Köyüne ilk kez kâğıt kalem geldiğinde yedi sekiz yaşında ya var ya yoktu... Köyünden kente gidip Yunan heykellerini görüp “dünyasından geçtiğinde” 10, hapishaneye düştüğünde 16 yaşındaydı. Para cezasını ödeyemediği için hapis cezası 3 yıl uzatıldığında, çizdiklerine resim dendiğini; kendisinden başka da resim yapanların olduğunu öğrendiğinde 18.
Kendi anlatmıştı: Hep öte tarlalardaki öküzleri resimliyordu önceleri. “Aha bizim öküz yanı başında, onu da kâğıda geçiriver” dediğinde babası, “Olmuyor baba. O çok yakında, çok büyük, kâğıda sığmıyor”, diyordu “perspektif” sözünü hiç duymamış olan İbram Ali.
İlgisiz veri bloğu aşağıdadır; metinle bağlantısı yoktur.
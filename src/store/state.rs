use crate::error::{Result, StoreError};
use indexmap::IndexMap;
use serde::ser::{Serialize, SerializeMap, Serializer};
use serde_json::{Map, Value};
use std::rc::Rc;

/// A root-level sub-object: field name to value.
pub type Branch = Map<String, Value>;

/// Field carrying the change kind in the JSON form of a [`Change`](crate::Change).
/// It can never be a root key.
pub const KIND_FIELD: &str = "kind";

/// The root state held by a [`Store`](crate::Store).
///
/// An ordered mapping from root key to [`Branch`]. Branches are shared behind
/// `Rc`, so a merge that leaves a root untouched hands the very same branch to
/// the next state. Use [`State::shares_root`] to detect that cheaply.
#[derive(Clone, Debug, Default, PartialEq)]
pub struct State {
    roots: IndexMap<String, Rc<Branch>>,
}

impl State {
    /// Create an empty state.
    pub fn new() -> Self {
        Self::default()
    }

    /// Builder-style variant of [`State::set_root`].
    pub fn with_root(mut self, key: impl Into<String>, branch: impl Into<Rc<Branch>>) -> Self {
        self.set_root(key, branch);
        self
    }

    /// Build a state from a JSON object whose values are all objects.
    ///
    /// A root named [`KIND_FIELD`] is rejected, since no change could address
    /// it.
    pub fn from_value(value: Value) -> Result<Self> {
        let Value::Object(object) = value else {
            return Err(StoreError::InvalidState {
                key: String::new(),
            });
        };

        let mut state = Self::new();
        for (key, branch) in object {
            if key == KIND_FIELD {
                return Err(StoreError::ReservedRootKey { key });
            }
            match branch {
                Value::Object(branch) => {
                    state.set_root(key, branch);
                }
                _ => return Err(StoreError::InvalidState { key }),
            }
        }
        Ok(state)
    }

    /// Convert back into a plain JSON object.
    pub fn to_value(&self) -> Value {
        let object = self
            .roots
            .iter()
            .map(|(key, branch)| (key.clone(), Value::Object((**branch).clone())))
            .collect();
        Value::Object(object)
    }

    /// Insert or replace a root, returning the previous branch.
    ///
    /// [`KIND_FIELD`] is reserved for the change kind; a store whose state has
    /// a root by that name rejects every change that names it.
    pub fn set_root(
        &mut self,
        key: impl Into<String>,
        branch: impl Into<Rc<Branch>>,
    ) -> Option<Rc<Branch>> {
        self.roots.insert(key.into(), branch.into())
    }

    /// Get the branch stored under `key`.
    pub fn get(&self, key: &str) -> Option<&Branch> {
        self.roots.get(key).map(|branch| &**branch)
    }

    /// Get the shared handle to the branch stored under `key`.
    pub fn branch(&self, key: &str) -> Option<&Rc<Branch>> {
        self.roots.get(key)
    }

    /// Shorthand for reading a single field of a root.
    pub fn field(&self, key: &str, field: &str) -> Option<&Value> {
        self.get(key).and_then(|branch| branch.get(field))
    }

    /// Whether `key` is a root of this state.
    pub fn contains_key(&self, key: &str) -> bool {
        self.roots.contains_key(key)
    }

    /// Root keys in insertion order.
    pub fn keys(&self) -> impl Iterator<Item = &str> {
        self.roots.keys().map(String::as_str)
    }

    /// Roots and their branches in insertion order.
    pub fn iter(&self) -> impl Iterator<Item = (&str, &Branch)> {
        self.roots.iter().map(|(key, branch)| (key.as_str(), &**branch))
    }

    /// Number of roots.
    pub fn len(&self) -> usize {
        self.roots.len()
    }

    /// Whether the state has no roots.
    pub fn is_empty(&self) -> bool {
        self.roots.is_empty()
    }

    /// Whether both states hold the same (pointer-equal) branch for `key`.
    pub fn shares_root(&self, other: &State, key: &str) -> bool {
        match (self.roots.get(key), other.roots.get(key)) {
            (Some(a), Some(b)) => Rc::ptr_eq(a, b),
            _ => false,
        }
    }
}

impl TryFrom<Value> for State {
    type Error = StoreError;

    fn try_from(value: Value) -> Result<Self> {
        Self::from_value(value)
    }
}

impl Serialize for State {
    fn serialize<S: Serializer>(&self, serializer: S) -> std::result::Result<S::Ok, S::Error> {
        let mut map = serializer.serialize_map(Some(self.roots.len()))?;
        for (key, branch) in &self.roots {
            map.serialize_entry(key, &**branch)?;
        }
        map.end()
    }
}

#[cfg(test)]
mod tests {
    use super::*;
    use serde_json::json;

    #[test]
    fn state_from_value_keeps_root_order() {
        let state = State::from_value(json!({
            "user": { "name": "ada" },
            "counter": { "n": 0 },
            "flags": {}
        }))
        .unwrap();

        assert_eq!(state.keys().collect::<Vec<_>>(), ["user", "counter", "flags"]);
        assert_eq!(state.field("counter", "n"), Some(&json!(0)));
        assert_eq!(state.len(), 3);
    }

    #[test]
    fn state_rejects_non_object_roots() {
        let err = State::from_value(json!({ "counter": 3 })).unwrap_err();
        assert!(matches!(err, StoreError::InvalidState { key } if key == "counter"));

        let err = State::from_value(json!([1, 2])).unwrap_err();
        assert!(matches!(err, StoreError::InvalidState { .. }));
    }

    #[test]
    fn state_rejects_kind_root() {
        let err = State::from_value(json!({ "kind": { "n": 0 } })).unwrap_err();
        assert!(matches!(err, StoreError::ReservedRootKey { key } if key == KIND_FIELD));
    }

    #[test]
    fn state_serializes_as_plain_object() {
        let value = json!({ "counter": { "n": 1, "label": "one" } });
        let state = State::from_value(value.clone()).unwrap();

        assert_eq!(serde_json::to_value(&state).unwrap(), value);
        assert_eq!(state.to_value(), value);
    }

    #[test]
    fn cloned_state_shares_roots() {
        let state = State::new().with_root("counter", Branch::new());
        let copy = state.clone();

        assert!(state.shares_root(&copy, "counter"));
        assert!(!state.shares_root(&copy, "missing"));
    }
}
use crate::error::Result;
use crate::store::state::Branch;
use indexmap::IndexMap;
use serde::{Deserialize, Serialize};
use serde_json::Value;

/// A partial update submitted to a [`Store`](crate::Store).
///
/// Carries an optional change kind plus one partial [`Branch`] per root key to
/// update. The JSON form is a flat object where `kind` is the tag and every
/// other entry names a root:
///
/// ```
/// use serde_json::json;
/// use tincan::Change;
///
/// let change = Change::from_value(json!({
///     "kind": "INCREMENT",
///     "counter": { "n": 1 }
/// }))
/// .unwrap();
///
/// assert_eq!(change.kind(), Some("INCREMENT"));
/// assert_eq!(change, Change::new("INCREMENT").set("counter", "n", 1));
/// ```
#[derive(Clone, Debug, Default, PartialEq, Serialize, Deserialize)]
pub struct Change {
    #[serde(default, skip_serializing_if = "Option::is_none")]
    kind: Option<String>,
    #[serde(flatten)]
    roots: IndexMap<String, Branch>,
}

impl Change {
    /// Create an empty change tagged with `kind`.
    pub fn new(kind: impl Into<String>) -> Self {
        Self {
            kind: Some(kind.into()),
            roots: IndexMap::new(),
        }
    }

    /// Create an empty change without a kind.
    ///
    /// Only accepted by stores built with `require_change_kind` disabled.
    pub fn untyped() -> Self {
        Self::default()
    }

    /// Parse a change from its JSON form.
    pub fn from_value(value: Value) -> Result<Self> {
        Ok(serde_json::from_value(value)?)
    }

    /// Merge `partial` into the entry for `root`.
    ///
    /// `root` must not be [`KIND_FIELD`](crate::store::KIND_FIELD); such an
    /// entry is rejected when the change is applied.
    pub fn merge(mut self, root: impl Into<String>, partial: Branch) -> Self {
        self.roots.entry(root.into()).or_default().extend(partial);
        self
    }

    /// Set a single field of `root`. The same reserved-name rule as
    /// [`Change::merge`] applies.
    pub fn set(
        mut self,
        root: impl Into<String>,
        field: impl Into<String>,
        value: impl Into<Value>,
    ) -> Self {
        self.roots
            .entry(root.into())
            .or_default()
            .insert(field.into(), value.into());
        self
    }

    /// The change kind, if any.
    pub fn kind(&self) -> Option<&str> {
        self.kind.as_deref()
    }

    /// Whether the change carries a non-empty kind.
    pub fn has_kind(&self) -> bool {
        self.kind.as_deref().is_some_and(|kind| !kind.is_empty())
    }

    /// The partial branch for `root`.
    pub fn get(&self, root: &str) -> Option<&Branch> {
        self.roots.get(root)
    }

    /// Root entries in insertion order.
    pub fn roots(&self) -> impl Iterator<Item = (&str, &Branch)> {
        self.roots.iter().map(|(key, partial)| (key.as_str(), partial))
    }

    /// Number of roots the change names.
    pub fn len(&self) -> usize {
        self.roots.len()
    }

    /// Whether the change names no roots.
    pub fn is_empty(&self) -> bool {
        self.roots.is_empty()
    }
}

impl TryFrom<Value> for Change {
    type Error = crate::error::StoreError;

    fn try_from(value: Value) -> Result<Self> {
        Self::from_value(value)
    }
}
//! Style and language catalogs.
//!
//! Both are closed sets. Unknown keys fall back to a default instead of
//! failing, since they only steer the wording of a prompt.

use std::fmt;

/// Art style a page or cover is drawn in.
#[derive(Clone, Copy, Debug, Default, PartialEq, Eq, Hash)]
pub enum ComicStyle {
    /// `doraemon`, the fallback
    #[default]
    Doraemon,
    /// `american`
    American,
    /// `watercolor`
    Watercolor,
    /// `disney`
    Disney,
    /// `ghibli`
    Ghibli,
    /// `pixar`
    Pixar,
    /// `shonen`
    Shonen,
}

impl ComicStyle {
    /// Every style, in catalog order.
    pub const ALL: [ComicStyle; 7] = [
        ComicStyle::Doraemon,
        ComicStyle::American,
        ComicStyle::Watercolor,
        ComicStyle::Disney,
        ComicStyle::Ghibli,
        ComicStyle::Pixar,
        ComicStyle::Shonen,
    ];

    /// Looks up `key` (case-insensitive), falling back to [`ComicStyle::Doraemon`].
    pub fn from_key(key: &str) -> Self {
        let key = key.trim().to_ascii_lowercase();
        Self::ALL
            .into_iter()
            .find(|style| style.key() == key)
            .unwrap_or_default()
    }

    /// The wire key.
    pub fn key(self) -> &'static str {
        match self {
            ComicStyle::Doraemon => "doraemon",
            ComicStyle::American => "american",
            ComicStyle::Watercolor => "watercolor",
            ComicStyle::Disney => "disney",
            ComicStyle::Ghibli => "ghibli",
            ComicStyle::Pixar => "pixar",
            ComicStyle::Shonen => "shonen",
        }
    }

    /// Short human name, used where the prompt names the style inline.
    pub fn label(self) -> &'static str {
        match self {
            ComicStyle::Doraemon => "Doraemon",
            ComicStyle::American => "American comic",
            ComicStyle::Watercolor => "watercolor",
            ComicStyle::Disney => "Disney animation",
            ComicStyle::Ghibli => "Studio Ghibli",
            ComicStyle::Pixar => "Pixar animation",
            ComicStyle::Shonen => "shonen manga",
        }
    }

    /// Descriptive fragment injected into prompts.
    pub fn description(self) -> &'static str {
        match self {
            ComicStyle::Doraemon => {
                "Doraemon style: rounded, cute character designs, clean and bright line work, a warm and humorous atmosphere"
            }
            ComicStyle::American => {
                "American comic style: exaggerated muscular line work, heroic tone, strong contrast between light and shadow"
            }
            ComicStyle::Watercolor => {
                "Watercolor style: soft color transitions, artistic brush strokes, a dreamy atmosphere"
            }
            ComicStyle::Disney => {
                "Disney animation style: classic Disney character design, fluid motion, rich expressions, warm and bright colors, a magical and dreamlike atmosphere"
            }
            ComicStyle::Ghibli => {
                "Hayao Miyazaki / Studio Ghibli style: finely drawn natural scenery, soft warm tones, imaginative fantasy elements, delicate and lively expressions, poetic and soothing"
            }
            ComicStyle::Pixar => {
                "Pixar animation style: 3D rendered look, rounded and cute character design, rich lighting, detailed materials, sincere and moving emotion"
            }
            ComicStyle::Shonen => {
                "Japanese shonen manga style: dynamic lines and speed lines, exaggerated expressions and action, a fiery and passionate mood, strong visual impact, fast-paced paneling"
            }
        }
    }
}

impl fmt::Display for ComicStyle {
    fn fmt(&self, f: &mut fmt::Formatter<'_>) -> fmt::Result {
        f.write_str(self.key())
    }
}

/// Language text in the output should be written in.
#[derive(Clone, Copy, Debug, PartialEq, Eq, Hash)]
pub enum Language {
    /// `zh`
    Chinese,
    /// `en`
    English,
    /// `ja`
    Japanese,
}

impl Language {
    /// Every language, in catalog order.
    pub const ALL: [Language; 3] = [Language::Chinese, Language::English, Language::Japanese];

    /// Looks up `key`, falling back to `default` for unknown keys.
    pub fn from_key_or(key: &str, default: Language) -> Self {
        let key = key.trim().to_ascii_lowercase();
        Self::ALL
            .into_iter()
            .find(|language| language.key() == key)
            .unwrap_or(default)
    }

    /// The wire key.
    pub fn key(self) -> &'static str {
        match self {
            Language::Chinese => "zh",
            Language::English => "en",
            Language::Japanese => "ja",
        }
    }

    /// English name of the language.
    pub fn name(self) -> &'static str {
        match self {
            Language::Chinese => "Chinese",
            Language::English => "English",
            Language::Japanese => "Japanese",
        }
    }

    /// Instruction given to the storyboard model, in the target language.
    pub fn instruction(self) -> &'static str {
        match self {
            Language::Chinese => "请用中文生成所有内容（包括标题和分镜描述）。",
            Language::English => {
                "Please generate all content in English (including titles and panel descriptions)."
            }
            Language::Japanese => {
                "すべてのコンテンツ（タイトルとパネルの説明を含む）を日本語で生成してください。"
            }
        }
    }
}

impl fmt::Display for Language {
    fn fmt(&self, f: &mut fmt::Formatter<'_>) -> fmt::Result {
        f.write_str(self.key())
    }
}

#[cfg(test)]
mod tests {
    use super::*;

    #[test]
    fn styles_round_trip_through_keys() {
        for style in ComicStyle::ALL {
            assert_eq!(ComicStyle::from_key(style.key()), style);
        }
        assert_eq!(ComicStyle::from_key(" Ghibli "), ComicStyle::Ghibli);
    }

    #[test]
    fn unknown_style_falls_back_to_doraemon() {
        assert_eq!(ComicStyle::from_key("cubism"), ComicStyle::Doraemon);
        assert_eq!(ComicStyle::from_key(""), ComicStyle::Doraemon);
    }

    #[test]
    fn language_fallback_depends_on_context() {
        assert_eq!(Language::from_key_or("ja", Language::English), Language::Japanese);
        assert_eq!(Language::from_key_or("fr", Language::Chinese), Language::Chinese);
        assert_eq!(Language::from_key_or("fr", Language::English), Language::English);
    }
}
Ama İbram Ali’nin duymadığı, bilmediği daha çok şey vardı. Cezaevinde öğrendi, yaptıklarına resim dendiğini...
Kendinden başka, birinin daha resim yaptığını söylediklerinde, inanamadı önceleri, şaştı kaldı. Bu “biri”, Nâzım Hikmet’ti. Balaban’ın resim hocası, “Şair Baba”sı...
Günlerce onu izledi, sonra kendi koğuşuna gidip onun yaptıklarını tekrarladı. Günün birinde Nâzım Hikmet, Balaban’ın çizdiklerini gördüğünde, aralarında şöyle bir konuşma geçti:
“Sen hiç akademiye gittin mi?”
“Akademi nire ki?” (bilmediği bir köy olmalıydı...)
“Liseye?”
Utandı, sıkıldı Balaban, “Hayır.”
“Ortaokula?”
Daha çok ezildi, büzüldü. Şair Baba, şimdi kızacak diye korktu.
“Hayır. Bizim köyde ilkokulun yalnız üç sınıfı vardı...”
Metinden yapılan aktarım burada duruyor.